Arizona Sunset

“Arizona Sunset” was printed 16 by 20 on canvas last month. I was visiting the Desert Botanical Garden, which sits among the red buttes of Papago Park between Phoenix and Scottsdale, Arizona, one recent February when I noticed an aircraft leaving a trail high in the sky. Some of the cacti at the arboretum are 80 years old, dating from before the garden’s opening in 1939. I thought an elemental contrast might prove interesting. The setting sun is at my back and illuminates this looming stand of cacti. I’m pleased with it printed on canvas. Looks great in all levels of light, and hangs in my dining room, a modernist touch in a Victorian home built a generation before the Wright Brothers ever saw Kitty Hawk, N.C.

FacesSunset600wide


Human history in a glance

I’ll always photograph panoramas like this, which I call “The Passaic River Flows: Indians, Farmers, then Industrialists and Neglect, Now Rebirth.” Such landscapes contain stories and relationships that words and statistics piled together, even with great skill, cannot convey. The Passaic River meanders along through New Jersey for 80 miles, and its Great Falls in Paterson once ran that early city’s silk mills and are still considered a scenic wonder, but just before the Passaic  empties into Newark Bay it flows through one of the most urbanized and industrialized areas in the nation.

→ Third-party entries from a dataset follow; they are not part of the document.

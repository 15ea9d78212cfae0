//! # Idreg Architecture
//!
//! Idreg keeps a small registry of people and entities identified by Polish
//! national identifiers (PESEL, NIP, REGON). The registry is a single JSON
//! document that is read, changed and written back as one unit.
//!
//! ## Layers
//!
//! ```text
//! ┌─────────────────────────────────────────────────────────────┐
//! │  CLI Layer (cli/, wired by main.rs)                         │
//! │  - Interactive menu, subcommands, colored output            │
//! │  - The ONLY place that knows about stdin/stdout/exit codes  │
//! └─────────────────────────────────────────────────────────────┘
//!                              │
//!                              ▼
//! ┌─────────────────────────────────────────────────────────────┐
//! │  API Layer (api.rs)                                         │
//! │  - Thin facade over commands                                │
//! │  - Returns structured Result types                          │
//! └─────────────────────────────────────────────────────────────┘
//!                              │
//!                              ▼
//! ┌─────────────────────────────────────────────────────────────┐
//! │  Command Layer (commands/*.rs)                              │
//! │  - load → mutate → save, one document per call              │
//! │  - Identifier validators and password policy are pure       │
//! └─────────────────────────────────────────────────────────────┘
//!                              │
//!                              ▼
//! ┌─────────────────────────────────────────────────────────────┐
//! │  Storage Layer (store/)                                     │
//! │  - RecordStore trait                                        │
//! │  - FileStore (production), InMemoryStore (testing)          │
//! └─────────────────────────────────────────────────────────────┘
//! ```
//!
//! ## Responsibilities at the edges
//!
//! The store is deliberately dumb. It does not check `user_id` uniqueness,
//! it does not validate identifiers, and an edit never clears a field.
//! Callers that want any of that (the CLI does validate identifiers) do it
//! before calling in.
//!
//! A missing or unreadable document is not an error for readers: it loads
//! as an empty registry. Writes do fail loudly.
//!
//! There is no locking. Two processes writing the same file race and the
//! last writer wins.
//!
//! ## Module Overview
//!
//! - [`api`]: The API facade
//! - [`commands`]: One module per operation
//! - [`store`]: Storage abstraction and implementations
//! - [`model`]: `UserRecord`, `Document`, `RecordUpdate`
//! - [`validate`]: PESEL / NIP / REGON checksum validators
//! - [`password`]: Password generation and strength policy
//! - [`config`]: Configuration file handling
//! - [`error`]: Error types

pub mod api;
pub mod commands;
pub mod config;
pub mod error;
pub mod model;
pub mod password;
pub mod store;
pub mod validate;
use crate::commands::{CmdMessage, CmdResult};
use crate::error::Result;
use crate::model::UserRecord;
use crate::store::RecordStore;
use crate::validate::IdentifierKind;

/// Report on every identifier present on `record`.
///
/// Invalid values come back as error messages; the record is returned in
/// `affected_users` only when everything present is valid.
pub fn run(record: &UserRecord) -> Result<CmdResult> {
    let mut result = CmdResult::default();
    let mut all_valid = true;

    for kind in IdentifierKind::all() {
        let Some(value) = kind.value_of(record) else {
            continue;
        };
        if kind.validate(value) {
            result.add_message(CmdMessage::success(format!("{} {} is valid.", kind, value)));
        } else {
            all_valid = false;
            result.add_message(CmdMessage::error(format!(
                "{} {} is invalid.",
                kind, value
            )));
        }
    }

    if result.messages.is_empty() {
        result.add_message(CmdMessage::info("No identifiers to check."));
    }
    if all_valid {
        result.affected_users.push(record.clone());
    }
    Ok(result)
}

/// List stored records carrying at least one invalid identifier.
pub fn audit<S: RecordStore>(store: &S) -> Result<CmdResult> {
    let doc = store.load();
    let mut result = CmdResult::default();
    let mut flagged = Vec::new();

    for record in doc.users {
        let bad = crate::validate::check_record(&record);
        if bad.is_empty() {
            continue;
        }
        let kinds: Vec<String> = bad.iter().map(|k| k.to_string()).collect();
        result.add_message(CmdMessage::warning(format!(
            "User {}: invalid {}",
            record.user_id,
            kinds.join(", ")
        )));
        flagged.push(record);
    }

    if flagged.is_empty() {
        result.add_message(CmdMessage::success("All stored identifiers are valid."));
    }
    Ok(result.with_listed_users(flagged))
}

Only 400 years ago, before Henry Hudson and the Dutch came, the Lenni Lenape Indians fished its waters. Only since the early 1970s have there been efforts to clean up the river, and the water quality is still not great, though high school and club rowing crews have been using it for decades. Certainly no commercial fishing is allowed and no one is supposed to eat anything they catch in the lower stretch of the river. For more than a hundred years factories lined the river, operating 24/7, and dumped all of their waste into the water. Just google Dioxin and Diamond Shamrock and Agent Orange for a few facts about what still lies in the river’s sediments.

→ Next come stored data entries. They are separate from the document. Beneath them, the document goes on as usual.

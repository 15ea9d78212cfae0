use colored::Colorize;
use idreg::api::{CmdMessage, MessageLevel};
use idreg::model::UserRecord;
use std::io::{self, Write};
use unicode_width::UnicodeWidthStr;

const NOT_PROVIDED: &str = "(not provided)";

pub(super) fn print_messages<W: Write>(out: &mut W, messages: &[CmdMessage]) -> io::Result<()> {
    for message in messages {
        match message.level {
            MessageLevel::Info => writeln!(out, "{}", message.content.dimmed())?,
            MessageLevel::Success => writeln!(out, "{}", message.content.green())?,
            MessageLevel::Warning => writeln!(out, "{}", message.content.yellow())?,
            MessageLevel::Error => writeln!(out, "{}", message.content.red())?,
        }
    }
    Ok(())
}

/// One line per user, names aligned past the widest id.
pub(super) fn print_users<W: Write>(out: &mut W, users: &[UserRecord]) -> io::Result<()> {
    let id_width = users
        .iter()
        .map(|u| u.user_id.width())
        .max()
        .unwrap_or(0);

    writeln!(out)?;
    for user in users {
        let padding = id_width.saturating_sub(user.user_id.width());
        let name = user.name.as_deref().unwrap_or(NOT_PROVIDED);
        writeln!(
            out,
            "User {}:{} {}{}",
            user.user_id.yellow(),
            " ".repeat(padding),
            name.bold(),
            identifiers_suffix(user).dimmed()
        )?;
    }
    Ok(())
}

fn identifiers_suffix(user: &UserRecord) -> String {
    let parts: Vec<String> = [
        ("PESEL", user.pesel.as_deref()),
        ("NIP", user.nip.as_deref()),
        ("REGON", user.regon.as_deref()),
    ]
    .into_iter()
    .filter_map(|(label, value)| value.map(|v| format!("{} {}", label, v)))
    .collect();

    if parts.is_empty() {
        String::new()
    } else {
        format!("  [{}]", parts.join(", "))
    }
}

#[cfg(test)]
mod tests {
    use super::*;

    fn render(users: &[UserRecord]) -> String {
        colored::control::set_override(false);
        let mut buf = Vec::new();
        print_users(&mut buf, users).unwrap();
        String::from_utf8(buf).unwrap()
    }

    #[test]
    fn missing_name_is_marked() {
        let text = render(&[UserRecord::new("1")]);
        assert!(text.contains("User 1: (not provided)"));
    }

    #[test]
    fn names_align_on_widest_id() {
        let text = render(&[
            UserRecord::new("1").with_name("Ala"),
            UserRecord::new("100").with_name("Ola"),
        ]);
        assert!(text.contains("User 1:   Ala"));
        assert!(text.contains("User 100: Ola"));
    }

    #[test]
    fn identifiers_are_listed_when_present() {
        let text = render(&[UserRecord::new("1")
            .with_name("Jan")
            .with_pesel("44051401458")
            .with_regon("123456785")]);
        assert!(text.contains("[PESEL 44051401458, REGON 123456785]"));
    }
}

In my photograph, Newark is on the left, Harrison on the right. Newark has redeveloped many acres over the past decade or so; the New Jersey Performing Arts Center is visible, as is an improved McCarter Highway and a light rail system. Harrison is busy, too, with condos and commercial buildings going up and a world-class soccer stadium under construction for the Red Bulls where acres of old red brick factory buildings once stood.

I don’t know of any other American landscape that’s gone from pristine ecosystem to total heedless exploitation and degradation, then been an abandoned wasteland for decades before ultimately seeing as much rebirth.